A ce stade, Henri décida d’étendre sa sphère d’influence, sans le soutien de l’empereur et même à son détriment. En 1242, il a occupé Bellinzone avec des alliés de Guelfes de Milan. Il y a exercé, pendant une courte période, son pouvoir de seigneur et maître. Plus tard, il dû restituer sa conquête à la République de Côme. Après sa retraite dans la région de Moesano, autour de 1247, il construisit Santa Maria Calanca, une tour d’habitation imposante et représentative. Celle-ci occupait une position avant dominante, comparable à celle du château de Mesocco.

En 1253, dans le castro de Calancha reconstruit, Heinrich et son frère cadet Albert s’établirent comme comte et vis-comte du Val Mesolcina. Cet acte, d’une importance cruciale pour la recherche historique sur la domination de la région et la périodisation de la construction des châteaux, a été complètement ignoré par les érudits des 19e et 20e siècles.

Le château de Mesocco est devenu une résidence permanente seulement à partir de 1257, quand Albert III de Saxe s’est vu contraint de céder au monastère régional le château de Wartenstein et les prévôtés de l’abbaye de Pfäfers. A partir de ce moment, le sort des seigneurs de Saxe dans la vallée du Rhin et de ceux établis dans le Val Mesolcina se sont divisés. Précisément à cette époque, d’importantes transformations du château de Mesocco ont été réalisées. Après qu’Albert en ait fait sa résidence permanente, il participa aussi activement à la vie politique du Val Mesolcina.

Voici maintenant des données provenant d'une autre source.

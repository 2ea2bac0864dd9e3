//! Select box converter: a list picker by default, a date or time
//! picker when the item type says so.

use joist_schema::{BindingKind, Component};
use serde_json::Value;

use crate::build::BuildContext;
use crate::convert::{binding_for, field_chrome};
use crate::node::{ControlPrimitive, RenderKind, RenderNode, SelectMode};

pub(crate) fn select_box(c: &Component, ctx: &BuildContext) -> RenderNode {
    let items = items(c, ctx);
    let binding = binding_for(c, BindingKind::Index, ctx);
    let declared = c
        .attr_f64(&["selectedIndex", "selected_index"])
        .filter(|v| *v >= 0.0)
        .map(|v| v as usize);
    let selected = binding
        .as_ref()
        .and_then(|b| b.index_value(ctx.state))
        .or(declared)
        .unwrap_or(0)
        .min(items.len().saturating_sub(1));

    let primitive = ControlPrimitive::Select {
        binding,
        items,
        selected,
        mode: mode(c),
        on_change: c.events.on_change.clone(),
    };

    let mut node = RenderNode::new(RenderKind::Control(primitive));
    node.modifiers = field_chrome(c);
    node
}

fn items(c: &Component, ctx: &BuildContext) -> Vec<String> {
    let Some(Value::Array(raw)) = c.attr_any(&["items", "options"]) else {
        return Vec::new();
    };
    raw.iter()
        .filter_map(|item| match item {
            Value::String(s) => Some(ctx.text(s)),
            Value::Number(n) => Some(n.to_string()),
            _ => None,
        })
        .collect()
}

fn mode(c: &Component) -> SelectMode {
    let declared = c
        .attr_str(&["selectItemType", "select_item_type", "mode"])
        .map(str::to_ascii_lowercase);
    match declared.as_deref() {
        Some(m) if m.contains("date") => SelectMode::Date,
        Some(m) if m.contains("time") => SelectMode::Time,
        _ => SelectMode::List,
    }
}
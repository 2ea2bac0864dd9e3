//! Natural-size measurement.
//!
//! Text uses a metrics heuristic (average advance per character, fixed
//! ascent/descent ratios) so layout stays deterministic without a font
//! stack. Controls carry platform-typical intrinsic extents.

use joist_schema::SizeSpec;

use super::Size;
use crate::node::{Axis, ControlPrimitive, RenderKind, RenderNode, ScrollPrimitive, StackPrimitive};

/// Average glyph advance as a fraction of the font size.
const AVG_ADVANCE: f64 = 0.55;
const ASCENT: f64 = 0.8;
const DESCENT: f64 = 0.2;
const LINE_HEIGHT: f64 = 1.2;

const TOGGLE_SIZE: Size = Size { width: 51.0, height: 31.0 };
const CHECK_BOX: f64 = 24.0;
const CHECK_GAP: f64 = 8.0;
const SLIDER_SIZE: Size = Size { width: 150.0, height: 28.0 };
const PROGRESS_BAR: Size = Size { width: 150.0, height: 4.0 };
const SPINNER: Size = Size { width: 37.0, height: 37.0 };
const FIELD_SIZE: Size = Size { width: 150.0, height: 34.0 };
const TEXT_VIEW_SIZE: Size = Size { width: 200.0, height: 80.0 };
const TAB_BAR_HEIGHT: f64 = 49.0;
const TAB_ITEM_PAD: f64 = 24.0;
const WEB_SIZE: Size = Size { width: 300.0, height: 150.0 };

/// Text extent oracle. The layout engine only ever needs rectangles,
/// so a backend with real font metrics can slot in here.
pub trait TextMeasurer {
    fn measure(
        &self,
        text: &str,
        font_size: f64,
        wrap_width: Option<f64>,
        max_lines: Option<usize>,
    ) -> Size;
}

/// Font-free estimate: greedy word wrap over a per-line character
/// budget derived from the average advance.
#[derive(Debug, Default, Clone, Copy)]
pub struct HeuristicMeasurer;

impl TextMeasurer for HeuristicMeasurer {
    fn measure(
        &self,
        text: &str,
        font_size: f64,
        wrap_width: Option<f64>,
        max_lines: Option<usize>,
    ) -> Size {
        let font_size = font_size.max(1.0);
        let advance = font_size * AVG_ADVANCE;
        let budget = wrap_width
            .filter(|w| w.is_finite())
            .map(|w| ((w / advance).floor() as usize).max(1));

        let mut lines: Vec<usize> = Vec::new();
        for para in text.split('\n') {
            match budget {
                None => lines.push(para.chars().count()),
                Some(budget) => wrap_paragraph(para, budget, &mut lines),
            }
        }
        if lines.is_empty() {
            lines.push(0);
        }
        if let Some(max) = max_lines {
            lines.truncate(max.max(1));
        }

        let longest = lines.iter().copied().max().unwrap_or(0);
        let height = font_size * (ASCENT + DESCENT)
            + (lines.len().saturating_sub(1)) as f64 * font_size * LINE_HEIGHT;
        Size { width: longest as f64 * advance, height }
    }
}

fn wrap_paragraph(para: &str, budget: usize, lines: &mut Vec<usize>) {
    let mut current = 0usize;
    let mut started = false;
    for word in para.split_whitespace() {
        let len = word.chars().count();
        if !started {
            current = len;
            started = true;
        } else if current + 1 + len <= budget {
            current += 1 + len;
        } else {
            lines.push(current);
            current = len;
        }
    }
    lines.push(current);
}

/// Infinity-aware availability shrink.
pub(crate) fn shrink(extent: f64, by: f64) -> f64 {
    if extent.is_finite() { (extent - by).max(0.0) } else { extent }
}

/// Border-box natural size of a node given the available box. Margins
/// are the parent's business and are not included.
pub fn measure(node: &RenderNode, avail: Size, m: &dyn TextMeasurer) -> Size {
    let padding = node.padding();
    let inner = Size {
        width: shrink(avail.width, padding.horizontal()),
        height: shrink(avail.height, padding.vertical()),
    };

    let content = match &node.kind {
        RenderKind::Text(t) => {
            let wrap = inner.width.is_finite().then_some(inner.width);
            m.measure(&t.text, t.font_size, wrap, t.max_lines)
        }
        // No decoded bitmap: images size from their frame alone.
        RenderKind::Image(_) => Size::ZERO,
        RenderKind::Shape => Size::ZERO,
        RenderKind::Stack(stack) => measure_stack(stack, inner, m),
        RenderKind::Scroll(scroll) => measure_scroll(scroll, inner, m),
        RenderKind::Control(control) => measure_control(control, inner, m),
    };

    let natural = Size {
        width: content.width + padding.horizontal(),
        height: content.height + padding.vertical(),
    };
    let frame = node.frame();
    let mut size = Size {
        width: resolve_axis(
            frame.width,
            avail.width,
            natural.width,
            frame.min_width,
            frame.max_width,
            frame.ideal_width,
        ),
        height: resolve_axis(
            frame.height,
            avail.height,
            natural.height,
            frame.min_height,
            frame.max_height,
            frame.ideal_height,
        ),
    };

    if let Some(ratio) = node.aspect_ratio() {
        if ratio > 0.0 {
            if frame.height.is_wrap_content() && !frame.width.is_wrap_content() {
                size.height = size.width / ratio;
            } else if frame.width.is_wrap_content() {
                size.width = size.height * ratio;
            }
        }
    }
    size
}

fn measure_stack(stack: &StackPrimitive, inner: Size, m: &dyn TextMeasurer) -> Size {
    let mut main = 0.0f64;
    let mut cross = 0.0f64;
    let mut visible = 0usize;
    for child in &stack.children {
        if child.params.visibility.is_gone() {
            continue;
        }
        let margin = child.margin();
        let child_avail = Size {
            width: shrink(inner.width, margin.horizontal()),
            height: shrink(inner.height, margin.vertical()),
        };
        let size = measure(child, child_avail, m);
        let outer = Size {
            width: size.width + margin.horizontal(),
            height: size.height + margin.vertical(),
        };
        visible += 1;
        match stack.axis {
            Some(Axis::Horizontal) => {
                main += outer.width;
                cross = cross.max(outer.height);
            }
            Some(Axis::Vertical) => {
                main += outer.height;
                cross = cross.max(outer.width);
            }
            // Anchored children overlap; the container wraps the largest.
            None => {
                main = main.max(outer.height);
                cross = cross.max(outer.width);
            }
        }
    }
    let spacing = stack.spacing * visible.saturating_sub(1) as f64;
    match stack.axis {
        Some(Axis::Horizontal) => Size { width: main + spacing, height: cross },
        Some(Axis::Vertical) => Size { width: cross, height: main + spacing },
        None => Size { width: cross, height: main },
    }
}

fn measure_scroll(scroll: &ScrollPrimitive, inner: Size, m: &dyn TextMeasurer) -> Size {
    let content_avail = Size {
        width: if scroll.horizontal { f64::INFINITY } else { inner.width },
        height: if scroll.vertical { f64::INFINITY } else { inner.height },
    };
    let axis = if scroll.horizontal && !scroll.vertical {
        Some(Axis::Horizontal)
    } else {
        Some(Axis::Vertical)
    };
    let stack = StackPrimitive {
        axis,
        spacing: scroll.spacing,
        tap_action: None,
        children: scroll.children.clone(),
    };
    measure_stack(&stack, content_avail, m)
}

fn measure_control(control: &ControlPrimitive, inner: Size, m: &dyn TextMeasurer) -> Size {
    match control {
        ControlPrimitive::Button { label, icon, font_size, .. } => {
            let text = m.measure(label, font_size.unwrap_or(17.0), None, Some(1));
            let icon_width = if icon.is_some() { text.height + CHECK_GAP } else { 0.0 };
            Size { width: text.width + icon_width, height: text.height }
        }
        ControlPrimitive::Toggle { .. } => TOGGLE_SIZE,
        ControlPrimitive::Checkbox { label, .. } | ControlPrimitive::Radio { label, .. } => {
            match label {
                Some(label) => {
                    let text = m.measure(label, 17.0, None, Some(1));
                    Size {
                        width: CHECK_BOX + CHECK_GAP + text.width,
                        height: CHECK_BOX.max(text.height),
                    }
                }
                None => Size { width: CHECK_BOX, height: CHECK_BOX },
            }
        }
        ControlPrimitive::Slider { .. } => SLIDER_SIZE,
        ControlPrimitive::Progress { circular, .. } => {
            if *circular { SPINNER } else { PROGRESS_BAR }
        }
        ControlPrimitive::TextField { .. } | ControlPrimitive::Select { .. } => FIELD_SIZE,
        ControlPrimitive::TextView { .. } => TEXT_VIEW_SIZE,
        ControlPrimitive::Tab { titles, .. } => {
            let width: f64 = titles
                .iter()
                .map(|t| m.measure(t, 12.0, None, Some(1)).width + TAB_ITEM_PAD)
                .sum();
            let width = if inner.width.is_finite() { inner.width.max(width) } else { width };
            Size { width, height: TAB_BAR_HEIGHT }
        }
        ControlPrimitive::Web { .. } => WEB_SIZE,
    }
}

/// Resolves one axis of the size tri-state against availability.
///
/// `ideal` stands in for content under wrap-content; min/max clamp every
/// outcome. Match-parent against unbounded space falls back to content.
fn resolve_axis(
    spec: SizeSpec,
    avail: f64,
    content: f64,
    min: Option<f64>,
    max: Option<f64>,
    ideal: Option<f64>,
) -> f64 {
    let mut v = match spec {
        SizeSpec::Fixed(x) => x,
        SizeSpec::MatchParent => {
            if avail.is_finite() {
                avail.max(0.0)
            } else {
                content
            }
        }
        SizeSpec::WrapContent => ideal.unwrap_or(content),
    };
    if let Some(min) = min {
        v = v.max(min);
    }
    if let Some(max) = max {
        v = v.min(max);
    }
    v.max(0.0)
}
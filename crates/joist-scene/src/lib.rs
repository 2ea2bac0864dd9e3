//! Scene layer: render tree construction and layout.
//!
//! Consumes resolved [`joist_schema::Component`] trees and produces a
//! [`RenderNode`] tree of primitives and modifier chains, then arranges
//! it into absolute frames backends can draw. The runtime module routes
//! control events back into the state store.

#![allow(clippy::all)]

pub mod build;
pub mod color;
pub mod convert;
pub mod layout;
pub mod modifier;
pub mod node;
pub mod runtime;

pub use build::{BuildContext, build_node};
pub use color::Rgba;
pub use layout::{
    DisplayItem, DisplayList, Frame, HeuristicMeasurer, LayoutDiagnostic, LayoutResult, Rect,
    Size, TextMeasurer, display_list, layout,
};
pub use modifier::{Fill, FrameSpec, Modifier, ShadowStyle};
pub use node::{
    Axis, ContentMode, ControlPrimitive, ImagePrimitive, ImageSource, LayoutParams, RenderKind,
    RenderNode, ScrollPrimitive, SelectMode, StackPrimitive, TextPrimitive,
};
pub use runtime::{ControlEvent, dispatch_event};
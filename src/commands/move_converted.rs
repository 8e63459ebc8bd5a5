use anyhow::Result;
use std::path::PathBuf;

use crate::commands::{CommandReport, require_known_axes, require_metadata};
use crate::stager::config::load_config;
use crate::stager::metadata;
use crate::stager::mover;
use crate::stager::paths::resolve_paths;

#[derive(Debug, Clone)]
pub struct MoveConvertedOptions {
    pub seq: String,
    pub cond: String,
    /// Source root holding converted NIfTI output.
    pub path: Option<PathBuf>,
    pub tesla: Option<f64>,
    pub divider: Option<String>,
    pub meta: Option<PathBuf>,
}

pub fn run(opts: &MoveConvertedOptions) -> Result<CommandReport> {
    let paths = resolve_paths();
    let cfg = load_config()?;
    let mut report = CommandReport::new("move-converted");
    if !require_known_axes(&mut report, &cfg, &opts.seq, Some(opts.cond.as_str())) {
        return Ok(report);
    }

    let converted_dir = opts
        .path
        .clone()
        .unwrap_or_else(|| paths.converted_dir.clone());
    // Converted output embeds the converter's own divider, not the raw one.
    let divider = opts
        .divider
        .clone()
        .unwrap_or_else(|| cfg.dividers.converted.clone());
    let tesla = opts.tesla.unwrap_or(cfg.default_tesla);
    let meta_csv = opts.meta.clone().unwrap_or_else(|| {
        metadata::balanced_meta_csv(&paths.temp_meta_dir, &opts.seq, &opts.cond)
    });
    if !require_metadata(&mut report, &meta_csv) {
        return Ok(report);
    }

    let records = metadata::read_metadata(&meta_csv)?;
    report.detail(format!("metadata={}", meta_csv.display()));
    report.detail(format!(
        "seq={} cond={} tesla={tesla} divider={divider}",
        opts.seq, opts.cond
    ));
    report.detail(format!(
        "source_root={}",
        converted_dir.join(&opts.seq).join(&opts.cond).display()
    ));
    report.count("metadata_rows", records.len());

    let outcome = mover::move_converted(
        &records,
        &converted_dir,
        &paths.preprocessed_dir,
        &opts.seq,
        &opts.cond,
        &cfg.preprocessed_prefix,
        &divider,
    )?;
    report.detail(format!(
        "target_dir={}",
        paths.preprocessed_dir.join(&opts.seq).join(&opts.cond).display()
    ));
    report.count("scanned", outcome.scanned);
    report.count("copied", outcome.copied);
    report.count("deduped", outcome.deduped);
    report.count("matched_rows", outcome.matched_rows);
    report.count("residual_rows", outcome.residuals.len());

    Ok(report)
}
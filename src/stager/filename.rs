/// Identifiers embedded in an ADNI scan filename.
///
/// A typical name looks like
/// `ADNI_002_S_0295_MR_MPRAGE__br_raw_20060418193713091_1_S13408_I13722.nii`
/// (preprocessed output prepends a segmentation prefix such as `wm`). The
/// encoding is a loose convention, not a format: extraction is positional
/// string splitting and any missing token means the name is not parseable.
#[derive(Debug, Clone, PartialEq, Eq)]
pub struct ScanIds {
    pub subject: String,
    pub series: String,
    pub image: String,
}

impl ScanIds {
    /// Key used for metadata matching, `{subject}-I{image}`.
    ///
    /// Matching is substring containment against a row's combined key, not
    /// equality, so a key that is a prefix of another can false-positive.
    pub fn combined_key(&self) -> String {
        format!("{}-I{}", self.subject, self.image)
    }

    /// Per-scan subdirectory name in the preprocessing queue.
    pub fn stage_dir_name(&self) -> String {
        format!("{}-{}-{}", self.subject, self.series, self.image)
    }

    /// Per-scan subdirectory name in the conversion queue.
    pub fn convert_dir_name(&self) -> String {
        format!("{}-{}_{}", self.subject, self.series, self.image)
    }
}

/// Best-effort extraction of scan identifiers from a filename.
///
/// The split sequence is fixed: drop the extension, cut at `_MR`, take the
/// subject after `ADNI_`, skip past `divider`, read the series between `_S`
/// and the next `_I`, and read the image id after the stem's first `_I`.
/// Returns `None` whenever a token is missing; callers treat that as "no
/// match" for the candidate.
pub fn parse_scan_name(file_name: &str, divider: &str) -> Option<ScanIds> {
    let stem = file_name.split(".nii").next().unwrap_or(file_name);
    let stem = stem.split(".dcm").next().unwrap_or(stem);

    let mut at_mr = stem.split("_MR");
    let head = at_mr.next()?;
    let tail = at_mr.next()?;

    let subject = head.split("ADNI_").nth(1)?;
    let past_divider = tail.split(divider).nth(1)?;
    let series_part = past_divider.split("_S").nth(1)?;
    let series = series_part.split("_I").next().unwrap_or(series_part);
    let image = stem.split("_I").nth(1)?;

    if subject.is_empty() || series.is_empty() || image.is_empty() {
        return None;
    }

    Some(ScanIds {
        subject: subject.to_string(),
        series: series.to_string(),
        image: image.to_string(),
    })
}
use std::fs;
use tempfile::tempdir;

const META_HEADER: &str =
    "Image Data ID,Subject,Group,Sex,Age,Visit,Modality,Description,Type,Acq Date,Format";

#[test]
fn status_flags_missing_required_directories() {
    let tmp = tempdir().expect("tempdir");
    let root = tmp.path();

    assert_cmd::cargo::cargo_bin_cmd!("stager")
        .current_dir(root)
        .env("STAGER_STUDY_ROOT", root)
        .arg("status")
        .assert()
        .failure()
        .stderr(predicates::str::contains("missing 3T directory"));

    // Output directories are still ensured on the way through.
    assert!(root.join("preprocessed").is_dir());
    assert!(root.join("2convert").is_dir());
    assert!(root.join("outputs/logs").is_dir());
}

#[test]
fn status_reports_counts_once_the_tree_is_populated() {
    let tmp = tempdir().expect("tempdir");
    let root = tmp.path();
    for dir in ["3T/T1/AD", "DICOM/T1/AD", "preprocessed_old/T1/AD", "TempMeta"] {
        fs::create_dir_all(root.join(dir)).expect("mkdir");
    }
    fs::write(root.join("3T/T1/AD/scan.nii"), b"v").expect("write nii");
    fs::write(root.join("DICOM/T1/AD/slice.dcm"), b"d").expect("write dcm");
    fs::write(
        root.join("TempMeta/Balanced_Meta_T1w_AD.csv"),
        format!("{META_HEADER}\n"),
    )
    .expect("write meta");

    assert_cmd::cargo::cargo_bin_cmd!("stager")
        .current_dir(root)
        .env("STAGER_STUDY_ROOT", root)
        .arg("status")
        .assert()
        .success()
        .stdout(predicates::str::contains("raw_nifti=1"))
        .stdout(predicates::str::contains("dicom=1"))
        .stdout(predicates::str::contains("metadata_csv=Balanced_Meta_T1w_AD.csv"));
}

#[test]
fn init_creates_the_output_taxonomy() {
    let tmp = tempdir().expect("tempdir");
    let root = tmp.path();

    assert_cmd::cargo::cargo_bin_cmd!("stager")
        .arg("init")
        .arg("--path")
        .arg(root)
        .assert()
        .success();

    for dir in [
        "preprocessed",
        "TempData",
        "2convert",
        "Converted",
        "final",
        "outputs/logs",
    ] {
        assert!(root.join(dir).is_dir(), "missing {dir}");
    }
}

#[test]
fn run_single_step_writes_a_pipeline_log() {
    let tmp = tempdir().expect("tempdir");
    let root = tmp.path();

    let temp_meta = root.join("TempMeta");
    fs::create_dir_all(&temp_meta).expect("mkdir TempMeta");
    fs::write(
        temp_meta.join("Balanced_Meta_T1w_AD.csv"),
        format!(
            "{META_HEADER}\n\
             13722,002_S_0295,AD,M,84,1,MRI,MPRAGE,Original,4/18/2006,DCM\n"
        ),
    )
    .expect("write metadata");

    let old = root.join("preprocessed_old/T1/AD");
    fs::create_dir_all(&old).expect("mkdir old");
    fs::write(
        old.join("wmADNI_002_S_0295_MR_MPRAGE__br_raw_20060418_1_S13408_I13722.nii"),
        b"volume",
    )
    .expect("write scan");

    assert_cmd::cargo::cargo_bin_cmd!("stager")
        .current_dir(root)
        .env("STAGER_STUDY_ROOT", root)
        .arg("run")
        .arg("--seq")
        .arg("T1")
        .arg("--cond")
        .arg("AD")
        .arg("--step")
        .arg("move-preprocessed")
        .assert()
        .success()
        .stdout(predicates::str::contains("completed_steps=1"));

    let logs = fs::read_dir(root.join("outputs/logs"))
        .expect("read logs")
        .filter_map(|entry| entry.ok())
        .map(|entry| entry.path())
        .collect::<Vec<_>>();
    assert_eq!(logs.len(), 1);
    let log_raw = fs::read_to_string(&logs[0]).expect("read log");
    assert!(log_raw.contains("step=move-preprocessed ok=true"));
    assert!(log_raw.contains("completed=1 failed=0"));
}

Ce n’est que suite à son décès, en l’an 1279, que la domination des de Saxe dans le Sud du Val Mesolcina a subi une division supplémentaire. Les deux châteaux en furent le point de référence. La seigneurie Saxe-Calanca d’Henri III, s’est vue attribuer la partie inférieure de la vallée, jusqu’à Lostallo, tandis que la partie supérieure, Mesocco et Soazza, passa sous la domination des Saxe-Mesocco, fils d’Albert III.

Vers la fin du 13e siècle, les deux châteaux sont devenus le centre d’une activité politique croissante dans les territoires reculés. Albert III, à partir de son siège à Mesocco, fit déplacer les colonies Walser dans la vallée de Rheinwald. Toutefois, cette situation conduisit à un conflit d’intérêts avec les barons de Vaz, lesquels jouissaient des faveurs du roi. C’est d’ailleurs eux qui, par le passé, les avaient déjà expulsés des prévôtés de Coire, Disentis et Churwalden. Les enfants d’Henri III, depuis leur résidence à Santa Maria Calanca, ont soutenu la création d’une commune dans le Val Calanca à travers l’achat de territoires alpins.

Au début du 14e siècle, les fils d’Henri abandonnèrent la tour Calanca pour se diriger plus bas dans la vallée, où ils se sont installés dans les châteaux de la noblesse locale. Ces châteaux ont subi des changements majeurs, au gré de leurs besoins (Torre Fiorenzana à Grono ou le château Norantola à Cama). A partir du 13e siècle les de Saxe utilisèrent comme portail d’accès à la vallée le palais de Roveredo et la tour de Pala à Monticello près de San Vittore, probablement construite par eux.